_RECORDS FOR THIS EXERCISE_
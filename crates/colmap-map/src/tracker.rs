//! Dirty state tracking for the mapping document.

/// Tracks unsaved changes in a mapping document.
///
/// Drives the "unsaved changes" indicator and save prompts.
#[derive(Debug, Clone, Copy, Default)]
pub struct DirtyTracker {
    dirty: bool,
}

impl DirtyTracker {
    pub fn new() -> Self {
        Self::default()
    }

    #[inline]
    pub fn is_dirty(&self) -> bool {
        self.dirty
    }

    pub fn mark_dirty(&mut self) {
        self.dirty = true;
    }

    /// Clears the dirty flag after a successful save.
    pub fn mark_saved(&mut self) {
        self.dirty = false;
    }
}

#[cfg(test)]
mod tests {
    use super::*;

    #[test]
    fn test_mark_dirty_then_saved() {
        let mut tracker = DirtyTracker::new();
        assert!(!tracker.is_dirty());
        tracker.mark_dirty();
        tracker.mark_dirty();
        assert!(tracker.is_dirty());

        tracker.mark_saved();
        assert!(!tracker.is_dirty());
    }
}
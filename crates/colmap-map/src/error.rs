//! Error types for mapping operations.

use thiserror::Error;

/// Errors from mapping document and auto-map operations.
///
/// Validation findings (unmapped required fields, invalid or orphaned
/// mappings) are reports, not errors.
#[derive(Debug, Error)]
pub enum MappingError {
    /// A caller-supplied argument is empty or out of range.
    #[error("invalid {argument}: {reason}")]
    ArgumentInvalid {
        argument: &'static str,
        reason: String,
    },

    /// Reading a source file for the column snapshot failed.
    #[error(transparent)]
    Ingest(#[from] colmap_ingest::IngestError),

    /// A background task was cancelled or panicked.
    #[error("background task failed: {message}")]
    Task { message: String },
}

impl MappingError {
    pub(crate) fn empty(argument: &'static str) -> Self {
        Self::ArgumentInvalid {
            argument,
            reason: "must not be empty".to_string(),
        }
    }
}

/// Rejects blank names, returning the trimmed value.
pub(crate) fn require_name<'a>(argument: &'static str, value: &'a str) -> Result<&'a str> {
    let trimmed = value.trim();
    if trimmed.is_empty() {
        Err(MappingError::empty(argument))
    } else {
        Ok(trimmed)
    }
}

/// Result type for mapping operations.
pub type Result<T> = std::result::Result<T, MappingError>;
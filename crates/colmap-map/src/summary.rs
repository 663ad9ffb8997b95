//! Confidence categories and per-type mapping summaries.

use colmap_catalog::{SchemaCatalog, SettingsProvider};
use colmap_model::MappingEntry;

use crate::document::MappingDocument;

/// Confidence level categories for auto-created mappings.
#[derive(Debug, Clone, Copy, PartialEq, Eq, PartialOrd, Ord, Hash)]
pub enum ConfidenceLevel {
    /// Weak match requiring manual confirmation.
    Low,
    /// Good match that should be verified.
    Medium,
    /// Near-certain match.
    High,
}

impl ConfidenceLevel {
    #[must_use]
    pub fn description(&self) -> &'static str {
        match self {
            Self::High => "high confidence - likely correct",
            Self::Medium => "medium confidence - should review",
            Self::Low => "low confidence - needs verification",
        }
    }
}

/// Boundaries between confidence levels.
#[derive(Debug, Clone, Copy)]
pub struct ConfidenceThresholds {
    /// Minimum confidence for high-quality matches (default: 0.95).
    pub high: f32,
    /// Minimum confidence for medium-quality matches (default: 0.80).
    pub medium: f32,
}

impl Default for ConfidenceThresholds {
    fn default() -> Self {
        Self {
            high: 0.95,
            medium: 0.80,
        }
    }
}

impl ConfidenceThresholds {
    /// Categorizes an entry. Manual entries have no level.
    #[must_use]
    pub fn categorize(&self, entry: &MappingEntry) -> Option<ConfidenceLevel> {
        let confidence = entry.confidence?;
        Some(if confidence >= self.high {
            ConfidenceLevel::High
        } else if confidence >= self.medium {
            ConfidenceLevel::Medium
        } else {
            ConfidenceLevel::Low
        })
    }
}

/// Summary of mapping counts for one type.
#[derive(Debug, Clone, Copy, Default, PartialEq, Eq)]
pub struct MappingSummary {
    /// Visible fields of the type.
    pub total_fields: usize,
    /// Visible fields with a mapping.
    pub mapped: usize,
    /// Mapped fields created by the auto-mapper.
    pub automatic: usize,
    /// Mapped fields confirmed by the user.
    pub manual: usize,
    pub required_total: usize,
    pub required_mapped: usize,
}

impl MappingSummary {
    /// Builds the summary of `data_type` against its visible fields.
    pub fn for_type<S: SettingsProvider>(
        catalog: &SchemaCatalog<S>,
        document: &MappingDocument,
        data_type: &str,
    ) -> Self {
        let mut summary = Self::default();
        for property in catalog.get_properties_for_type(data_type) {
            summary.total_fields += 1;
            let mapping = document.mapping_for(data_type, &property.property_name);
            if property.is_required {
                summary.required_total += 1;
            }
            let Some(entry) = mapping else {
                continue;
            };
            summary.mapped += 1;
            if entry.is_manual() {
                summary.manual += 1;
            } else {
                summary.automatic += 1;
            }
            if property.is_required {
                summary.required_mapped += 1;
            }
        }
        summary
    }

    pub fn is_complete(&self) -> bool {
        self.required_mapped == self.required_total
    }
}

_DIRECTIONS_
Your task is to retype the entries verbatim, starting with the line that holds "use super::*;" and stopping after the line that holds "type for mapping operations.".

_EXPECTED ANSWER_
    use super::*;

    #[test]
    fn test_mark_dirty_then_saved() {
        let mut tracker = DirtyTracker::new();
        assert!(!tracker.is_dirty());
        tracker.mark_dirty();
        tracker.mark_dirty();
        assert!(tracker.is_dirty());

        tracker.mark_saved();
        assert!(!tracker.is_dirty());
    }
}
filename crates/colmap-map/src/error.rs
//! Error types for mapping operations.

use thiserror::Error;

/// Errors from mapping document and auto-map operations.
///
/// Validation findings (unmapped required fields, invalid or orphaned
/// mappings) are reports, not errors.
#[derive(Debug, Error)]
pub enum MappingError {
    /// A caller-supplied argument is empty or out of range.
    #[error("invalid {argument}: {reason}")]
    ArgumentInvalid {
        argument: &'static str,
        reason: String,
    },

    /// Reading a source file for the column snapshot failed.
    #[error(transparent)]
    Ingest(#[from] colmap_ingest::IngestError),

    /// A background task was cancelled or panicked.
    #[error("background task failed: {message}")]
    Task { message: String },
}

impl MappingError {
    pub(crate) fn empty(argument: &'static str) -> Self {
        Self::ArgumentInvalid {
            argument,
            reason: "must not be empty".to_string(),
        }
    }
}

/// Rejects blank names, returning the trimmed value.
pub(crate) fn require_name<'a>(argument: &'static str, value: &'a str) -> Result<&'a str> {
    let trimmed = value.trim();
    if trimmed.is_empty() {
        Err(MappingError::empty(argument))
    } else {
        Ok(trimmed)
    }
}

/// Result type for mapping operations.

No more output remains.